You'll get nothing new for £500 better than old NAD amp IMHO, unless buying second hand. 

Which Kef speakers? Again, an engineer can replace the foam surrounds if they are gone, but, again, unless buying second hand you'll struggle to find better speakers. 

I'd try your set up without a graphic equaliser - most serious hi fi systems don't have them, and never have.

The CD player and the Yamaha will probably be much better than anything you can find new today as they were made at the technological peak of the two formats' existence. There are very few new CD players today. Ditto for tapes. Both could probably do with a clean.

With the CD player, does it have a digital/optical out? If so, an investment in a Digital Audio Convertor (DAC) might be a good idea - Musical Fidelity does them as do others. If you buy one with USB capability you can then also use your computer to play downloaded files on your hifi. I'd then take the opportunity to burn your CDs to FLAC or other lossless format so that when your CD player eventually dies, you won't need to replace it. 

Your tuner may or not "wander" by now but it won't have DAB (which is aurally horrible) so will be obsolete in a few years' time. But, if you buy the DAC, you can also stream internet radio through it to your amp.

Re Bluetooth, it is quite cheap to buy an additional receiver which plugs into your aux socket - something like the Optoma NuForce BTR-100 Bluetooth Digital Audio Receiver. 

You don't say much re LPs - are you planning to use the turntable much? If so, check the stylus and budget for replacing the belt.

You might find that, for £150 of servicing, you have a perfectly adequate system. 

BTW, whatever they tell you at Richers, you also don't need to spend a fortune on cables and interconnects. I find normal twin and earth perfectly fine for speakers and would not spend more than a tenner on any pair of interconnects. 

If you don't have them, speaker stands (secure speakers to them with blutak) are probably the best single upgrade investment, but they are readily found on eBay for not very much.

HTH

Peter


----------



## Shiny

Awesome, that's great help, cheers.

Yeah the amp crackles and looses signal to one speaker, sometimes both, when moving the volume knob.

Funily enough this came about as the missus suggested i get my LPs out of the loft and buy a record deck. My response was that i've got a perfectly good one down the garage, just that i need something to plug it into. I'm sure i have a new stylus somewhere too.

I never listen to the radio as it doesn't play music i like, so i'm not worried about a tuner.

That's a great suggestion with the BT as an aux on the NAD, didn't realise i could do this. However, I'm more than happy to replace the amp rather than get it fixed, it has sat in my garage for the last few years and can still serve me down there with the tape player and using the aux to play from my phone headphone jack (although not the best sound, it does the job when cleaning the car!).

The KEF speakers aren't the best, they lack any punch and range, the system was originally my dad's and they were great for his classical music at the time, not so much for the noise i listen to, so they can stay down the garage too.

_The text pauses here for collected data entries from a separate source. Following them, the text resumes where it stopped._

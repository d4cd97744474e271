use chrono::Utc;
use serde::{Deserialize, Serialize};

use crate::engine::heatmap::HeatmapLevels;

pub const MIN_EASE: f64 = 1.3;
pub const INITIAL_EASE: f64 = 2.5;
const EASE_PENALTY: f64 = 0.2;
const EASE_BONUS: f64 = 0.1;
const EASE_DAMPING: f64 = 0.08;
const MINUTE_MS: i64 = 60_000;
const RETRY_DELAY_MS: i64 = MINUTE_MS;

/// Mastery record for one word of one list, optionally scoped to a user.
#[derive(Clone, Debug, PartialEq, Serialize, Deserialize)]
#[serde(rename_all = "camelCase")]
pub struct WordProgress {
    pub word: String,
    pub list_id: String,
    pub correct_count: u32,
    pub incorrect_count: u32,
    /// Epoch millis of the last attempt, 0 when never attempted.
    pub last_reviewed: i64,
    /// Epoch millis after which the word is due again. Informational only.
    pub next_review: i64,
    pub ease_factor: f64,
    /// Minutes until the next nominal review.
    pub interval: u32,
    /// Consecutive correct answers since the last miss.
    pub repetitions: u32,
}

impl WordProgress {
    pub fn new(word: impl Into<String>, list_id: impl Into<String>) -> Self {
        Self {
            word: word.into(),
            list_id: list_id.into(),
            correct_count: 0,
            incorrect_count: 0,
            last_reviewed: 0,
            next_review: 0,
            ease_factor: INITIAL_EASE,
            interval: 0,
            repetitions: 0,
        }
    }

    pub fn is_untested(&self) -> bool {
        self.last_reviewed == 0
    }

    /// Wrong at some point and not answered correctly since.
    pub fn is_currently_missed(&self) -> bool {
        self.incorrect_count > 0 && self.repetitions == 0
    }

    pub fn is_mastered(&self, levels: HeatmapLevels) -> bool {
        self.repetitions >= levels.mastery()
    }
}

pub fn update_progress(progress: &WordProgress, correct: bool) -> WordProgress {
    update_progress_at(progress, correct, Utc::now().timestamp_millis())
}

/// Apply one answer to a progress record, returning the new record.
pub fn update_progress_at(progress: &WordProgress, correct: bool, now_ms: i64) -> WordProgress {
    if !correct {
        return WordProgress {
            incorrect_count: progress.incorrect_count + 1,
            last_reviewed: now_ms,
            next_review: now_ms + RETRY_DELAY_MS,
            repetitions: 0,
            interval: 0,
            ease_factor: (progress.ease_factor - EASE_PENALTY).max(MIN_EASE),
            ..progress.clone()
        };
    }

    let repetitions = progress.repetitions + 1;
    let interval = match repetitions {
        1 => 1,
        2 => 6,
        _ => (f64::from(progress.interval) * progress.ease_factor).round() as u32,
    };
    let ease_factor = (progress.ease_factor + EASE_BONUS - EASE_DAMPING).max(MIN_EASE);

    WordProgress {
        correct_count: progress.correct_count + 1,
        last_reviewed: now_ms,
        next_review: now_ms + i64::from(interval) * MINUTE_MS,
        repetitions,
        interval,
        ease_factor,
        ..progress.clone()
    }
}

/// Smoothed 0-100 percentage for report display. Not the same rule as
/// [`WordProgress::is_mastered`], which only looks at the current streak.
pub fn mastery_level(progress: &WordProgress) -> u32 {
    if progress.last_reviewed == 0 || progress.correct_count == 0 {
        return 0;
    }
    let attempts = progress.correct_count + progress.incorrect_count;
    let ratio = f64::from(progress.correct_count) / f64::from(attempts);
    let rep_bonus = (f64::from(progress.repetitions) / 5.0).min(1.0);
    (((ratio + rep_bonus) / 2.0) * 100.0).round() as u32
}
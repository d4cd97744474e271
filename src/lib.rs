// Library target shared by the `spellbee` binary, the integration tests and
// the criterion benchmarks.

pub mod app;
pub mod config;
pub mod engine;
pub mod ids;
pub mod play;
pub mod session;
pub mod store;
pub mod words;
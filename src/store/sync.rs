use crate::store::schema::AppState;

/// Guards pushes of local state to the gateway.
///
/// Nothing is pushed before the first load finished, and a state without
/// word lists never replaces a remote state that had some.
#[derive(Debug, Default)]
pub struct StateSync {
    hydrated: bool,
    remote_has_lists: bool,
}

impl StateSync {
    pub fn new() -> Self {
        Self::default()
    }

    /// Record a successful load. `None` means the gateway has nothing stored.
    pub fn mark_hydrated(&mut self, remote: Option<&AppState>) {
        self.hydrated = true;
        self.observe_remote(remote);
    }

    pub fn observe_remote(&mut self, remote: Option<&AppState>) {
        if remote.is_some_and(|s| !s.word_lists.is_empty()) {
            self.remote_has_lists = true;
        }
    }

    pub fn is_hydrated(&self) -> bool {
        self.hydrated
    }

    pub fn should_push(&self, local: &AppState) -> bool {
        self.hydrated && !(local.word_lists.is_empty() && self.remote_has_lists)
    }

    pub fn pushed(&mut self, local: &AppState) {
        self.observe_remote(Some(local));
    }

    /// Initial load only adopts remote state that has word lists.
    pub fn should_adopt_initial(remote: &AppState) -> bool {
        !remote.word_lists.is_empty()
    }

    /// Polls adopt remote state only when lists or users changed elsewhere.
    pub fn remote_differs(local: &AppState, remote: &AppState) -> bool {
        local.word_lists != remote.word_lists || local.users != remote.users
    }
}

#[cfg(test)]
mod tests {
    use super::*;
    use crate::engine::progress::{WordProgress, update_progress_at};
    use crate::store::schema::UserProfile;
    use crate::words::WordList;

    fn with_list() -> AppState {
        let mut state = AppState::default();
        state.add_list(WordList::new("l1", "Week 1", &["cat".to_string()], 0));
        state
    }

    #[test]
    fn test_no_push_before_hydration() {
        let sync = StateSync::new();
        assert!(!sync.should_push(&with_list()));
    }

    #[test]
    fn test_empty_state_never_overwrites_remote_lists() {
        let mut sync = StateSync::new();
        let remote = with_list();
        sync.mark_hydrated(Some(&remote));
        assert!(!sync.should_push(&AppState::default()));
        assert!(sync.should_push(&remote));
    }

    #[test]
    fn test_empty_remote_allows_pushing_real_state() {
        let mut sync = StateSync::new();
        sync.mark_hydrated(None);
        assert!(sync.should_push(&AppState::default()));
        sync.pushed(&with_list());
        assert!(!sync.should_push(&AppState::default()));
    }

    #[test]
    fn test_initial_adoption_requires_lists() {
        assert!(!StateSync::should_adopt_initial(&AppState::default()));
        assert!(StateSync::should_adopt_initial(&with_list()));
    }

    #[test]
    fn test_remote_differs_ignores_progress() {
        let local = with_list();
        let mut remote = local.clone();
        let p = update_progress_at(&WordProgress::new("cat", "l1"), true, 1);
        remote.record_progress(None, p);
        assert!(!StateSync::remote_differs(&local, &remote));

        remote.add_user(UserProfile::new("u1", "Ada"));
        assert!(StateSync::remote_differs(&local, &remote));
    }
}
//! The round countdown as a scoped ticking handle.

use std::time::Duration;

use tokio::sync::mpsc;
use tokio::task::JoinHandle;
use tokio::time::{Instant, MissedTickBehavior};
use tracing::{debug, instrument};

/// Interval between countdown ticks.
pub const TICK_PERIOD: Duration = Duration::from_secs(1);

/// A tick from the countdown armed for round `generation`.
#[derive(Debug, Clone, Copy, PartialEq, Eq, Hash)]
pub struct Tick {
    /// Round the countdown was armed for.
    pub generation: u64,
}

/// Repeating ticker that sends a [`Tick`] every period until dropped.
///
/// Dropping the handle aborts the task, so at most one ticker lives per
/// owner as long as the owner replaces rather than duplicates it. Ticks
/// already queued when the handle drops are still delivered; receivers
/// filter them by generation.
#[derive(Debug)]
pub struct Countdown {
    generation: u64,
    handle: JoinHandle<()>,
}

impl Countdown {
    /// Arms a ticker. Must be called inside a Tokio runtime.
    #[instrument(skip(sender))]
    pub fn start(generation: u64, period: Duration, sender: mpsc::UnboundedSender<Tick>) -> Self {
        debug!("Arming countdown");
        let handle = tokio::spawn(async move {
            let mut interval = tokio::time::interval_at(Instant::now() + period, period);
            interval.set_missed_tick_behavior(MissedTickBehavior::Delay);
            loop {
                interval.tick().await;
                if sender.send(Tick { generation }).is_err() {
                    break;
                }
            }
        });
        Self { generation, handle }
    }

    /// Round this countdown was armed for.
    pub fn generation(&self) -> u64 {
        self.generation
    }
}

impl Drop for Countdown {
    fn drop(&mut self) {
        debug!(generation = self.generation, "Cancelling countdown");
        self.handle.abort();
    }
}
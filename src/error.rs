//! Error types for the session engines and content provider boundary.

use derive_more::{Display, Error, From};
use tracing::instrument;

use crate::provider::{GameMode, PersonId};

/// Content provider failure with location tracking.
#[derive(Debug, Clone, Display, Error)]
#[display("Provider error: {} at {}:{}", message, file, line)]
pub struct ProviderError {
    /// Error message.
    pub message: String,
    /// Line number where error occurred.
    pub line: u32,
    /// Source file where error occurred.
    pub file: &'static str,
}

impl ProviderError {
    /// Creates a new provider error with caller location tracking.
    #[track_caller]
    #[instrument(skip(message))]
    pub fn new(message: impl Into<String>) -> Self {
        let loc = std::panic::Location::caller();
        Self {
            message: message.into(),
            line: loc.line(),
            file: loc.file(),
        }
    }
}

impl From<std::io::Error> for ProviderError {
    #[track_caller]
    fn from(err: std::io::Error) -> Self {
        Self::new(format!("I/O error: {}", err))
    }
}

impl From<serde_json::Error> for ProviderError {
    #[track_caller]
    fn from(err: serde_json::Error) -> Self {
        Self::new(format!("Catalog parse error: {}", err))
    }
}

/// Failure surfaced by a session engine operation.
///
/// Stale actions (a guess after the round ended, a hint after time ran out)
/// are not errors; they come back as typed outcomes on the reducers.
#[derive(Debug, Clone, Display, Error, From)]
pub enum EngineError {
    /// The provider returned no candidates for the mode.
    #[display("No subjects available for mode {} ({})", mode, language)]
    EmptyPool {
        /// Mode the pool was requested for.
        mode: GameMode,
        /// Language the pool was requested in.
        language: String,
    },

    /// A provider call failed.
    #[display("Failed to fetch content: {}", _0)]
    #[from]
    Fetch(ProviderError),

    /// The actor has no eligible films once dedup and date filters ran.
    #[display("No eligible films for person {}", actor)]
    EmptyFilmography {
        /// Person the filmography was requested for.
        actor: PersonId,
    },

    /// Every selection pass, including one after a pool refill, came up empty.
    #[display("No subject with enough cast photos after {} attempts", attempts)]
    NoSubjectQualified {
        /// Total candidates examined.
        attempts: usize,
    },
}
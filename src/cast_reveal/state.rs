//! Cast-reveal round state and its reducer.

use chrono::{DateTime, Utc};
use derive_getters::Getters;
use tracing::{debug, info, instrument, warn};

use crate::matcher::matches_subject;
use crate::provider::{CastMember, Candidate, GameMode, Movie};
use crate::round::{PlayMode, RoundHistory, RoundResult, SubjectRef};
use crate::session::{Reducer, Transition};

/// Where the session stands in its current round.
#[derive(Debug, Clone, Copy, PartialEq, Eq, Hash, strum::Display)]
pub enum RoundPhase {
    /// Waiting for a subject; the initial phase.
    Loading,
    /// A subject is on screen and accepting guesses.
    InRound,
    /// The subject was named.
    Won,
    /// The budget ran out or the player forfeited.
    Lost,
}

/// Why a round was forfeited.
#[derive(Debug, Clone, Copy, PartialEq, Eq, Hash, strum::Display)]
pub enum Forfeit {
    /// Move on to the next subject right away.
    Skip,
    /// Reveal the answer and wait for "play again".
    GiveUp,
}

/// Input to the cast-reveal reducer.
#[derive(Debug, Clone)]
pub enum CastAction {
    /// The candidate pool could not be loaded.
    PoolFailed {
        /// User-facing reason.
        message: String,
    },
    /// A new subject was selected; its cast holds only photo clues.
    StartRound {
        /// The subject.
        subject: Movie,
    },
    /// The player picked a candidate.
    Guess {
        /// The picked candidate.
        candidate: Candidate,
        /// When the guess was made.
        at: DateTime<Utc>,
    },
    /// The player asked for one more cast member.
    RevealNext,
    /// The player abandoned the round.
    Forfeit {
        /// Skip or give up.
        reason: Forfeit,
        /// When the round was abandoned.
        at: DateTime<Utc>,
    },
}

/// Typed answer to a cast-reveal action.
#[derive(Debug, Clone, Copy, PartialEq, Eq, Hash)]
pub enum CastOutcome {
    /// The session is still without a subject.
    Idle,
    /// A round started with this many clues showing.
    RoundStarted {
        /// Clues showing.
        revealed: u32,
    },
    /// A round is already in flight; the new subject was refused.
    RoundInProgress,
    /// The guess named the subject.
    Correct,
    /// The guess missed and another clue was revealed.
    Wrong {
        /// Clues now showing.
        revealed: u32,
    },
    /// The guess missed with the budget exhausted.
    Lost,
    /// A clue was revealed on request.
    Revealed {
        /// Clues now showing.
        revealed: u32,
    },
    /// Every clue in the budget is already showing.
    AtBudget,
    /// The round was abandoned and recorded as a loss.
    Forfeited(Forfeit),
    /// The round already ended; the action was ignored.
    RoundOver,
    /// No round has started; the action was ignored.
    NoRound,
}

You've kind of backed up what i had in my head, new amp/speakers and then use the Dual record Deck and Harman Kardon CD with it. From what you are saying, i would have no real need to upgrade these. Maybe add the Pioneer surround sound at a later date with extra speakers for the TV too.


----------



## ttc6

I can second Peter's 'sound' advice above.

Sounds like a cracking setup, both of you!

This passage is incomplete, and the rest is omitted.